• **Your instructions**
For each line in the records that contains "else", make a copy.

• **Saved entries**
//! Rendering of metrics reports.

use anyhow::Result;
use mainseq_core::{MetricsReport, Package};
use std::fmt::Write as _;

use crate::OutputFormat;

const RESET: &str = "\x1b[0m";
const BOLD: &str = "\x1b[1m";
const GREEN: &str = "\x1b[1;32m";
const YELLOW: &str = "\x1b[1;33m";
const RED: &str = "\x1b[1;31m";

/// How a report is shown.
#[derive(Debug, Clone, Copy)]
pub struct Presentation {
    /// Output format.
    pub format: OutputFormat,
    /// ANSI colors in the text table.
    pub color: bool,
    /// Decimals per score.
    pub precision: usize,
    /// Extra columns and the importers of each package in the text table.
    pub verbose: bool,
}

/// Print a report to stdout.
pub fn print(report: &MetricsReport, presentation: &Presentation) -> Result<()> {
    let rendered = match presentation.format {
        OutputFormat::Text => render_text(report, presentation),
        OutputFormat::Json => render_json(report)?,
        OutputFormat::Compact => render_compact(report, presentation.precision),
    };
    print!("{rendered}");
    Ok(())
}

/// Formats a score, spelling out undefined values.
fn score(value: f64, precision: usize) -> String {
    if value.is_nan() {
        "NaN".to_string()
    } else {
        format!("{value:.precision$}")
    }
}

fn stability_color(value: f64) -> Option<&'static str> {
    if value.is_nan() {
        None
    } else if value < 0.5 {
        Some(GREEN)
    } else if value < 1.0 {
        Some(YELLOW)
    } else {
        Some(RED)
    }
}

struct Cell {
    text: String,
    color: Option<&'static str>,
    numeric: bool,
}

impl Cell {
    fn label(text: impl Into<String>) -> Self {
        Self {
            text: text.into(),
            color: None,
            numeric: false,
        }
    }

    fn number(text: String, color: Option<&'static str>) -> Self {
        Self {
            text,
            color,
            numeric: true,
        }
    }
}

fn header(verbose: bool) -> Vec<&'static str> {
    let mut columns = vec!["NAME", "STABILITY", "ABSTRACTNESS", "DISTANCE"];
    if verbose {
        columns.extend(["IMPORTS", "DEPENDENTS", "ZONE"]);
    }
    columns
}

fn row(package: &Package, p: &Presentation) -> Vec<Cell> {
    let mut cells = vec![
        Cell::label(package.full_name.as_str()),
        Cell::number(
            score(package.stability, p.precision),
            stability_color(package.stability),
        ),
        Cell::number(score(package.abstractness, p.precision), Some(BOLD)),
        Cell::number(score(package.distance_from_median, p.precision), Some(BOLD)),
    ];
    if p.verbose {
        cells.push(Cell::number(package.import_count.to_string(), None));
        cells.push(Cell::number(package.depended_on_by_count.to_string(), None));
        cells.push(Cell::label(package.zone().to_string()));
    }
    cells
}

/// Lists the in-scope importers of every package that has any.
fn render_dependents(report: &MetricsReport, out: &mut String) {
    let listed: Vec<(&str, Vec<&str>)> = report
        .packages
        .iter()
        .map(|p| (p.full_name.as_str(), report.dependents_of(&p.full_name)))
        .filter(|(_, dependents)| !dependents.is_empty())
        .collect();
    if listed.is_empty() {
        return;
    }

    out.push_str("Dependents:\n");
    for (name, dependents) in listed {
        let _ = writeln!(out, "  {name} <- {}", dependents.join(", "));
    }
}

/// Renders the text table followed by a summary line.
///
/// In verbose mode the importers of each package are listed between the two.
pub fn render_text(report: &MetricsReport, p: &Presentation) -> String {
    let header = header(p.verbose);
    let rows: Vec<Vec<Cell>> = report.packages.iter().map(|pkg| row(pkg, p)).collect();

    let mut widths: Vec<usize> = header.iter().map(|h| h.len()).collect();
    for cells in &rows {
        for (width, cell) in widths.iter_mut().zip(cells) {
            *width = (*width).max(cell.text.chars().count());
        }
    }

    let separator = widths
        .iter()
        .map(|w| "-".repeat(w + 2))
        .collect::<Vec<_>>()
        .join("+");
    let separator = format!("+{separator}+\n");

    let mut out = String::new();
    out.push_str(&separator);
    out.push('|');
    for (title, width) in header.iter().zip(&widths) {
        let _ = write!(out, " {title:^width$} |");
    }
    out.push('\n');
    out.push_str(&separator);

    for cells in &rows {
        out.push('|');
        for (cell, width) in cells.iter().zip(&widths) {
            let padded = if cell.numeric {
                format!("{:>width$}", cell.text)
            } else {
                format!("{:<width$}", cell.text)
            };
            match cell.color.filter(|_| p.color) {
                Some(color) => {
                    let _ = write!(out, " {color}{padded}{RESET} |");
                }
                None => {
                    let _ = write!(out, " {padded} |");
                }
            }
        }
        out.push('\n');
    }
    if !rows.is_empty() {
        out.push_str(&separator);
    }
    if p.verbose {
        render_dependents(report, &mut out);
    }

    let _ = writeln!(
        out,
        "{} package(s), {} file(s) scanned, {} with undefined metrics",
        report.packages.len(),
        report.files_scanned,
        report.undefined_count()
    );
    out
}

/// Renders the report as pretty JSON; undefined values become `null`.
pub fn render_json(report: &MetricsReport) -> Result<String> {
    let mut json = serde_json::to_string_pretty(report)?;
    json.push('\n');
    Ok(json)
}

/// Renders one line per package.
pub fn render_compact(report: &MetricsReport, precision: usize) -> String {
    let mut out = String::new();
    for package in &report.packages {
        let _ = writeln!(
            out,
            "{} stability={} abstractness={} distance={}",
            package.full_name,
            score(package.stability, precision),
            score(package.abstractness, precision),
            score(package.distance_from_median, precision),
        );
    }
    out
}

#[cfg(test)]
mod tests {
    use super::*;
    use std::path::PathBuf;

    fn package(full_name: &str, imports: &[&str], d: f64, s: f64, a: f64, dist: f64) -> Package {
        let mut p = Package::new(
            full_name.rsplit('/').next().unwrap_or(full_name),
            full_name,
            imports.iter().map(|i| (*i).to_string()).collect(),
            PathBuf::from(full_name),
            vec!["x.go".into()],
        );
        p.depended_on_by_count = d;
        p.stability = s;
        p.abstractness = a;
        p.distance_from_median = dist;
        p
    }

    fn report() -> MetricsReport {
        MetricsReport {
            packages: vec![
                package("example.com/m/a", &["example.com/m/b", "example.com/m/svc"], 0.0, 1.0, 0.0, 0.0),
                package("example.com/m/b", &[], 2.0, 0.0, f64::NAN, f64::NAN),
                package("example.com/m/svc", &["example.com/m/b", "fmt"], 1.0, 0.5, 0.3, 0.2),
            ],
            files_scanned: 4,
        }
    }

    fn plain(format: OutputFormat) -> Presentation {
        Presentation {
            format,
            color: false,
            precision: 1,
            verbose: false,
        }
    }

    #[test]
    fn score_formatting() {
        assert_eq!(score(0.5, 1), "0.5");
        assert_eq!(score(2.0 / 3.0, 3), "0.667");
        assert_eq!(score(1.0, 0), "1");
        assert_eq!(score(f64::NAN, 2), "NaN");
    }

    #[test]
    fn stability_colors() {
        assert_eq!(stability_color(0.0), Some(GREEN));
        assert_eq!(stability_color(0.5), Some(YELLOW));
        assert_eq!(stability_color(0.99), Some(YELLOW));
        assert_eq!(stability_color(1.0), Some(RED));
        assert_eq!(stability_color(f64::NAN), None);
    }

    #[test]
    fn compact_lines() {
        let out = render_compact(&report(), 1);
        insta::assert_snapshot!(out.trim_end(), @r"
        example.com/m/a stability=1.0 abstractness=0.0 distance=0.0
        example.com/m/b stability=0.0 abstractness=NaN distance=NaN
        example.com/m/svc stability=0.5 abstractness=0.3 distance=0.2
        ");
    }

    #[test]
    fn text_table_without_color() {
        let out = render_text(&report(), &plain(OutputFormat::Text));
        insta::assert_snapshot!(out.trim_end(), @r"
        +-------------------+-----------+--------------+----------+
        |       NAME        | STABILITY | ABSTRACTNESS | DISTANCE |
        +-------------------+-----------+--------------+----------+
        | example.com/m/a   |       1.0 |          0.0 |      0.0 |
        | example.com/m/b   |       0.0 |          NaN |      NaN |
        | example.com/m/svc |       0.5 |          0.3 |      0.2 |
        +-------------------+-----------+--------------+----------+
        3 package(s), 4 file(s) scanned, 1 with undefined metrics
        ");
    }

    #[test]
    fn text_table_verbose_columns() {
        let mut p = plain(OutputFormat::Text);
        p.verbose = true;
        let out = render_text(&report(), &p);
        let header = out.lines().nth(1).unwrap();
        assert!(header.contains("IMPORTS"));
        assert!(header.contains("DEPENDENTS"));
        assert!(header.contains("ZONE"));

        let b = out.lines().find(|l| l.contains("example.com/m/b")).unwrap();
        assert!(b.contains("undefined"));
        let svc = out.lines().find(|l| l.contains("example.com/m/svc")).unwrap();
        assert!(svc.contains("main-sequence"));

        let tail: Vec<&str> = out.lines().skip_while(|l| *l != "Dependents:").collect();
        insta::assert_snapshot!(tail.join("\n"), @r"
        Dependents:
          example.com/m/b <- example.com/m/a, example.com/m/svc
          example.com/m/svc <- example.com/m/a
        3 package(s), 4 file(s) scanned, 1 with undefined metrics
        ");
    }

    #[test]
    fn dependents_only_in_verbose_mode() {
        let out = render_text(&report(), &plain(OutputFormat::Text));
        assert!(!out.contains("Dependents:"));

        let lone = MetricsReport {
            packages: vec![package("example.com/m/a", &["fmt"], 0.0, 1.0, 0.0, 0.0)],
            files_scanned: 1,
        };
        let mut p = plain(OutputFormat::Text);
        p.verbose = true;
        assert!(!render_text(&lone, &p).contains("Dependents:"));
    }

    #[test]
    fn text_table_colors() {
        let mut p = plain(OutputFormat::Text);
        p.color = true;
        let out = render_text(&report(), &p);

        let a = out.lines().find(|l| l.contains("example.com/m/a")).unwrap();
        assert!(a.contains(&format!("{RED}1.0{RESET}")));
        assert!(a.contains(&format!("{BOLD}0.0{RESET}")));
        assert!(!a.contains(&format!("{BOLD}example")));

        let b = out.lines().find(|l| l.contains("example.com/m/b")).unwrap();
        assert!(b.contains(&format!("{GREEN}0.0{RESET}")));
    }

    #[test]
    fn empty_report() {
        let out = render_text(&MetricsReport::default(), &plain(OutputFormat::Text));
        assert!(out.ends_with("0 package(s), 0 file(s) scanned, 0 with undefined metrics\n"));
        assert!(render_compact(&MetricsReport::default(), 1).is_empty());
    }

    #[test]
    fn json_uses_null_for_undefined() {
        let out = render_json(&report()).unwrap();
        let value: serde_json::Value = serde_json::from_str(&out).unwrap();
        let b = &value["packages"][1];
        assert_eq!(b["full_name"], "example.com/m/b");
        assert!(b["abstractness"].is_null());
        assert!(b["distance_from_median"].is_null());
        assert_eq!(b["stability"], 0.0);
        assert_eq!(value["files_scanned"], 4);
    }
}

• **Result of the task**
    } else {
    } else if value < 0.5 {
    } else if value < 1.0 {
    } else {
            } else {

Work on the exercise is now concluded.